Mam ochotę na nową serię na blogu (która, mam nadzieję, nie umrze śmiercią naturalną przez moje zajęcia w szkole). Często mam ochotę napisać wpis na jakiś temat, ale wydaje mi się, że jednak mam za mało materiału aby coś dodać. Po kilku takich “zmarnowanych” wpisach doszłam do wniosku – czemu nie? Krótkie wpisy też są przecież OK!
Co znajdzie się w serii “Perełki w Toronto”? Różne miejsca, parki, sklepy, restauracje… cokolwiek mi się spodoba. Albo cokolwiek wam się spodoba, jeżeli mieszkacie w Toronto i macie jakieś sugestie. Wpisy będą pojawiać się oczywiście nieregularnie, bo niestety nie na codzień udaje mi się znaleźć coś wartego uwagi 🙂 … Przy każdym miejscu postaram wam się podać adres i może kierunki jak tam dojechać, choć z tym może być problem, bo jak wiadomo każdy może jechać z innej strony. Zresztą wystarczy wejść na mapy google i wpisać adres, wybrać samochód, rower, spacerek bądź transport publiczny i od razu mamy kierunek jak trafić tam prosto z miejsca w którym się w tej chwili znajdujemy. Ok, przechodząc do sedna…
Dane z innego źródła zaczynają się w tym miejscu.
#[cfg(test)]
mod tests {
    use super::*;
    use crate::settings::WatcherSettings;
    use axum::body::{to_bytes, Body};
    use axum::http::{header, Request, StatusCode};
    use futures::StreamExt;
    use serde_json::json;

    fn chain(providers: &[&str]) -> (WatcherChain, notify::NotifyReceiver) {
        let (sender, receiver) = notify::channel();
        let watchers: WatcherChain = providers
            .iter()
            .map(|p| {
                let watcher =
                    Watcher::new(WatcherSettings::for_provider(*p), sender.clone()).unwrap();
                watcher.start();
                Arc::new(watcher)
            })
            .collect();
        (watchers, receiver)
    }

    fn gitea_pull_request() -> Request<Body> {
        Request::builder()
            .method(Method::POST)
            .uri("/hooks")
            .header(header::CONTENT_TYPE, "application/json")
            .header("x-gitea-event", "pull_request")
            .body(Body::from(
                json!({
                    "action": "opened",
                    "pull_request": { "number": 2, "title": "Docs" },
                    "repository": { "full_name": "team/app" }
                })
                .to_string(),
            ))
            .unwrap()
    }

    #[test]
    fn test_group_key_order() {
        let mut keys = vec![
            GroupKey::new(false, 9000),
            GroupKey::new(true, 8443),
            GroupKey::new(false, 80),
            GroupKey::new(true, 443),
        ];
        keys.sort();
        assert_eq!(
            keys,
            vec![
                GroupKey::new(true, 443),
                GroupKey::new(true, 8443),
                GroupKey::new(false, 80),
                GroupKey::new(false, 9000),
            ]
        );
        assert_eq!(GroupKey::new(true, 443).to_string(), "https:443");
    }

    #[tokio::test]
    async fn test_every_watcher_sees_the_request() {
        let (watchers, mut rx) = chain(&["gitea", "github", "gitea"]);
        let app = webhook_router(watchers, &ListenerOptions::default());

        let response = app.oneshot(gitea_pull_request()).await.unwrap();
        assert_eq!(response.status(), StatusCode::NO_CONTENT);

        let first = rx.try_recv().unwrap();
        let second = rx.try_recv().unwrap();
        assert_eq!(first.source, "Gitea");
        assert_eq!(second.source, "Gitea");
        assert!(rx.try_recv().is_err());
    }

    #[tokio::test]
    async fn test_unaddressed_request_is_no_content() {
        let (watchers, mut rx) = chain(&["gitlab"]);
        let app = webhook_router(watchers, &ListenerOptions::default());

        let response = app.oneshot(gitea_pull_request()).await.unwrap();
        assert_eq!(response.status(), StatusCode::NO_CONTENT);
        assert!(rx.try_recv().is_err());
    }

    #[tokio::test]
    async fn test_first_rejection_owns_the_response() {
        let (watchers, _rx) = chain(&["github", "gitea"]);
        let app = webhook_router(watchers, &ListenerOptions::default());

        let request = Request::builder()
            .method(Method::GET)
            .uri("/")
            .header("x-gitea-event", "pull_request")
            .body(Body::empty())
            .unwrap();
        let response = app.oneshot(request).await.unwrap();
        assert_eq!(response.status(), StatusCode::METHOD_NOT_ALLOWED);
    }

    #[tokio::test]
    async fn test_body_limit() {
        let (watchers, mut rx) = chain(&["gitea"]);
        let options = ListenerOptions {
            max_body_bytes: 16,
            ..ListenerOptions::default()
        };
        let app = webhook_router(watchers, &options);

        let response = app.oneshot(gitea_pull_request()).await.unwrap();
        assert_eq!(response.status(), StatusCode::PAYLOAD_TOO_LARGE);
        assert!(rx.try_recv().is_err());
    }

    #[tokio::test]
    async fn test_slow_body_times_out() {
        let (watchers, mut rx) = chain(&["gitea"]);
        let options = ListenerOptions {
            request_timeout: Duration::from_millis(200),
            ..ListenerOptions::default()
        };
        let app = webhook_router(watchers, &options);

        let partial = futures::stream::once(async { Ok::<_, std::io::Error>(Bytes::from("{")) })
            .chain(futures::stream::pending());
        let request = Request::builder()
            .method(Method::POST)
            .uri("/")
            .header(header::CONTENT_TYPE, "application/json")
            .header(header::CONTENT_LENGTH, "100")
            .header("x-gitea-event", "pull_request")
            .body(Body::from_stream(partial))
            .unwrap();

        let response = app.oneshot(request).await.unwrap();
        assert_eq!(response.status(), StatusCode::REQUEST_TIMEOUT);
        assert!(rx.try_recv().is_err());
    }

    #[tokio::test]
    async fn test_text_plain_is_not_acceptable() {
        let (watchers, _rx) = chain(&["github"]);
        let app = webhook_router(watchers, &ListenerOptions::default());

        let request = Request::builder()
            .method(Method::POST)
            .uri("/")
            .header(header::CONTENT_TYPE, "text/plain")
            .header("x-github-event", "issues")
            .body(Body::from("hello"))
            .unwrap();
        let response = app.oneshot(request).await.unwrap();
        assert_eq!(response.status(), StatusCode::NOT_ACCEPTABLE);
        let body = to_bytes(response.into_body(), usize::MAX).await.unwrap();
        assert!(body.is_empty());
    }

    #[tokio::test]
    async fn test_bind_conflict() {
        let (sender, _rx) = notify::channel();
        let options = ListenerOptions {
            bind_address: IpAddr::V4(Ipv4Addr::LOCALHOST),
            ..ListenerOptions::default()
        };

        let first = ListenerGroup::start(
            GroupKey::new(false, 0),
            vec![Watcher::new(WatcherSettings::for_provider("github"), sender.clone()).unwrap()],
            &options,
        )
        .await
        .unwrap();
        let port = first.local_addr().port();
        assert!(first.watchers()[0].is_running());

        let second = ListenerGroup::start(
            GroupKey::new(false, port),
            vec![Watcher::new(WatcherSettings::for_provider("github"), sender).unwrap()],
            &options,
        )
        .await;
        assert!(matches!(second, Err(ListenerError::Bind { port: p, .. }) if p == port));

        let watcher = Arc::clone(&first.watchers()[0]);
        first.shutdown().await;
        assert!(!watcher.is_running());
    }

    #[tokio::test]
    async fn test_secure_group_requires_certificate() {
        let (sender, _rx) = notify::channel();
        let result = ListenerGroup::start(
            GroupKey::new(true, 0),
            vec![Watcher::new(WatcherSettings::for_provider("github"), sender).unwrap()],
            &ListenerOptions::default(),
        )
        .await;
        assert!(matches!(result, Err(ListenerError::MissingCertificate(0))));
    }
}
Mam wrażenie, które w sumie nie jest tylko wrażeniem, ale również faktem. Także, mam wrażenie, że w Toronto lubią wszystko nazywać “Park” bez względu na to czy jest to rzeczywiście park, pole z dwoma drzewkami, plac zabaw, bądź miejsce do gry w bejsbol. Ja, jako osoba która wychowała się przy rzeczywistym parku który rozciągał się na conajmniej 1km uważam ten fakt za zabawny. Pamiętam, że jak przyjechałam do Kanady to wymyśliłam sobie, że pojadę sobie na rower do parku. Odpaliłam mapkę, wyszukałam park niedaleko swojego miejsca zamieszkania i wyobraźcie sobie moje zdziwienie gdy na miejscu zastałam plac zabaw…
Lake Crescent Park
Miejsce o którym piszę dziś to Lake Crescent Park, czyli 100 metrów trawnika – dosłownie! “Park” ten zajmuje dokładnie 0,11km powierzchni. Znajduje się on zaraz przy Polskiej ambasadzie w Toronto, także gdy mieszkacie w Toronto i musicie odnowić swój polski paszport to na pewno się tam wybierzecie. Ja akurat polskiego paszportu nie wyrabiałam, ale musiałam pojechać odebrać aplikację dla jednej osoby (bo dodatkowo ambasada znajduje się niedaleko mojego college). Zaparkowałam na ulicy Lake Crescent Park i zobaczyłam, że w sumie niezły widok wyłania się zza drzew. Najpierw poleciałam po aplikację, a później przespacerowałam się kilka metrów dalej do parku. I widok serio zapiera dech w piersiach! Są tam dwie ławki, nie ma w ogóle ludzi, cisza totalna! Tylko siedzieć z książką bądź szkicownikiem i się relaksować. Zrobiłam kilka zdjęć na szybko telefonem, ale mam nadzieję, że wyszły całkiem OK!
Lokalizacja parku to Lake Crescent Park, 55 Lake Crescent, Etobicoke, ON.